Quédate en casa

Quédate en casa y obedece a la autoridad. No es cuestión de creer o de escuchar opiniones. Debemos, en este caso, obedecer únicamente a los que tienen los hechos de su lado. Cada uno de nosotros vive sus propias experiencias; cada región, cada país, tiene y mantiene sus vivencias. Vivir la vida de eso trata, de sentir lo que pasa frente a nuestros sentidos. De ver, escuchar, palpar, oler o paladear la información directa de nuestro entorno. Nada existe en el intelecto que no haya pasado antes por nuestros sentidos. Podríamos completar la frase afirmando: “excepto el intelecto mismo”, esto es, todo precisa de la experiencia pero nuestra inteligencia no, y puede, según ese idealismo, presentar ideas innatas, que no han sido previamente colmadas por nuestros sentidos. Ideas a priori de la experiencia misma.
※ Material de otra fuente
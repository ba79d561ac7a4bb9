use serde::{Deserialize, Serialize};
use std::path::PathBuf;

const DEFAULT_RESULT_EXPIRATION_HOURS: i64 = 24;

#[derive(Debug, Clone, Serialize, Deserialize)]
pub struct Config {
    /// Spreadsheet export to load, or a directory to look for one in
    pub data_path: PathBuf,
    /// Server bind address
    pub bind_addr: String,
    /// Verbose logging
    pub debug: bool,
    /// LLM provider configuration
    pub llm: LlmConfig,
    /// Upper bound for the caller-supplied annotation thread count
    pub max_threads: usize,
    /// Annotation results older than this are swept
    pub result_expiration_hours: i64,
    /// Interval of the background expiry sweep
    pub sweep_interval_secs: u64,
    /// Simulated per-row latency in dry-run mode
    pub dry_run_delay_ms: u64,
}

#[derive(Debug, Clone, Serialize, Deserialize)]
pub struct LlmConfig {
    /// "openai" or "ollama"
    pub provider: String,
    /// Base URL for the LLM API
    pub base_url: String,
    /// Model used when an annotation request does not name one
    pub default_model: String,
    /// Default API key, used when the request carries none
    pub api_key: Option<String>,
}

impl Default for Config {
    fn default() -> Self {
        Self {
            data_path: PathBuf::from("."),
            bind_addr: "127.0.0.1:5000".to_string(),
            debug: false,
            llm: LlmConfig::default(),
            max_threads: 200,
            result_expiration_hours: DEFAULT_RESULT_EXPIRATION_HOURS,
            sweep_interval_secs: 3600,
            dry_run_delay_ms: 100,
        }
    }
}

impl Default for LlmConfig {
    fn default() -> Self {
        Self {
            provider: "openai".to_string(),
            base_url: "https://api.openai.com".to_string(),
            default_model: "gpt-5-nano".to_string(),
            api_key: None,
        }
    }
}

impl Config {
    pub fn from_env() -> Self {
        let mut config = Self::default();

        if let Ok(path) = std::env::var("ANNOTATOR_DATA_PATH") {
            config.data_path = PathBuf::from(path);
        }

        let host = std::env::var("HOST").unwrap_or_else(|_| "127.0.0.1".to_string());
        let port = std::env::var("PORT")
            .ok()
            .and_then(|p| p.parse::<u16>().ok())
            .unwrap_or(5000);
        config.bind_addr = format!("{host}:{port}");

        if let Ok(val) = std::env::var("ANNOTATOR_DEBUG") {
            config.debug = val.eq_ignore_ascii_case("true");
        }
        if let Ok(val) = std::env::var("ANNOTATOR_MAX_THREADS") {
            if let Ok(v) = val.parse::<usize>() {
                config.max_threads = v.max(1);
            }
        }
        if let Ok(val) = std::env::var("ANNOTATOR_RESULT_EXPIRATION_HOURS") {
            if let Ok(v) = val.parse() {
                config.result_expiration_hours = v;
            }
        }
        if let Ok(val) = std::env::var("ANNOTATOR_SWEEP_INTERVAL_SECS") {
            if let Ok(v) = val.parse::<u64>() {
                config.sweep_interval_secs = v.max(1);
            }
        }
        if let Ok(val) = std::env::var("ANNOTATOR_DRY_RUN_DELAY_MS") {
            if let Ok(v) = val.parse() {
                config.dry_run_delay_ms = v;
            }
        }

        // LLM config
        if let Ok(provider) = std::env::var("LLM_PROVIDER") {
            config.llm.provider = provider;
        }
        if let Ok(url) = std::env::var("LLM_BASE_URL") {
            config.llm.base_url = url.trim_end_matches('/').to_string();
        }
        if let Ok(model) = std::env::var("LLM_DEFAULT_MODEL") {
            config.llm.default_model = model;
        }
        if let Ok(key) = std::env::var("OPENAI_API_KEY") {
            if !key.trim().is_empty() {
                config.llm.api_key = Some(key);
            }
        }

        config
    }

    /// Retention window for annotation results. Out-of-range hour counts
    /// fall back to the default 24 hours.
    pub fn result_retention(&self) -> chrono::Duration {
        chrono::Duration::try_hours(self.result_expiration_hours)
            .filter(|d| *d > chrono::Duration::zero())
            .unwrap_or_else(|| chrono::Duration::hours(DEFAULT_RESULT_EXPIRATION_HOURS))
    }

    pub fn dry_run_delay(&self) -> std::time::Duration {
        std::time::Duration::from_millis(self.dry_run_delay_ms)
    }
}

#[cfg(test)]
mod tests {
    use super::*;

    #[test]
    fn test_out_of_range_retention_falls_back_to_default() {
        for hours in [99_999_999_999_999, i64::MAX, 0, -5] {
            let config = Config {
                result_expiration_hours: hours,
                ..Config::default()
            };
            assert_eq!(config.result_retention(), chrono::Duration::hours(24), "{hours}");
        }
        let config = Config {
            result_expiration_hours: 2,
            ..Config::default()
        };
        assert_eq!(config.result_retention(), chrono::Duration::hours(2));
    }

    #[test]
    fn test_defaults_match_original_service() {
        let config = Config::default();
        assert_eq!(config.bind_addr, "127.0.0.1:5000");
        assert_eq!(config.max_threads, 200);
        assert_eq!(config.result_retention(), chrono::Duration::hours(24));
        assert_eq!(config.llm.provider, "openai");
        assert!(config.llm.api_key.is_none());
    }
}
Eso significa que puede existir un mundo de vivencias y otro de percepciones, pues no será lo mismo vivir una experiencia, que sólo percibir que “algo” sucede o sucedió. Tal circunstancia podemos entenderla con los medios de comunicación masiva y su papel en la sociedad. Si a través de los medios captamos que un fenómeno determinado se está repitiendo en ciertas zonas del país y del mundo, pero no en la nuestra, no tendremos la vivencia de ese fenómeno, como pueden ser, por ejemplo, tormentas importantes fuera de temporada, pero desde luego que tendremos una percepción clara del clima extraño, y llegaremos a conclusiones, seguramente, sobre el cambio climático.

Ante muchas situaciones de la vida eso se repite y en realidad de eso trata, en gran parte, la ciencia y el arte de la comunicación humana; participar de vivencias, con lo que se generan percepciones.

Después de varias semanas de confinamiento en nuestras casas, puede ser que nuestra percepción sea nebulosa y nos indique que en realidad afuera no pasa nada. Vemos las noticias y pensamos que en otros países ya están saliendo a las calles; de nueva cuenta, nuestra percepción nos engaña. Cada uno de los fenómenos que vemos, nos permite hacer diagnósticos y alrededor de ellos plantear estrategias y objetivos definidos y sujetos a tiempos y metas asequibles. Sin embargo, si nuestras percepciones son erróneas y no están basadas en vivencias corroborables esos planes creados y maquilados, serán igualmente erróneos.

En situaciones como las que estamos viviendo, lo único conveniente es hacer caso a lo que las autoridades indiquen. No a los que opinan, no a los que dicen saber, no a nuestras percepciones, sino a aquellos que nos dicen, con autoridad, el resultado de su observación vivencial.

Si el gobierno nos está pidiendo que nos quedemos en casa, eso es lo que debemos hacer: quedarnos en casa. Las empresas privadas, las instituciones de gobierno, los comercios, todos, deben hacer caso a lo que nos están pidiendo. Pues en realidad, ante los eventos generados por el Covid-19, la mayoría en el mundo está basando sus acciones, desgraciadamente, en percepciones que en estos casos son erróneas, pues ni siquiera aquellos expertos en las materias saben bien a bien qué está sucediendo y qué clase de virus es. Por lo tanto, la recomendación está sustentada en hechos vivenciales y no en las percepciones de quienes creen saber, creen conocer o, peor aún, adivinan.

Por el momento, todos debemos quedarnos en casa.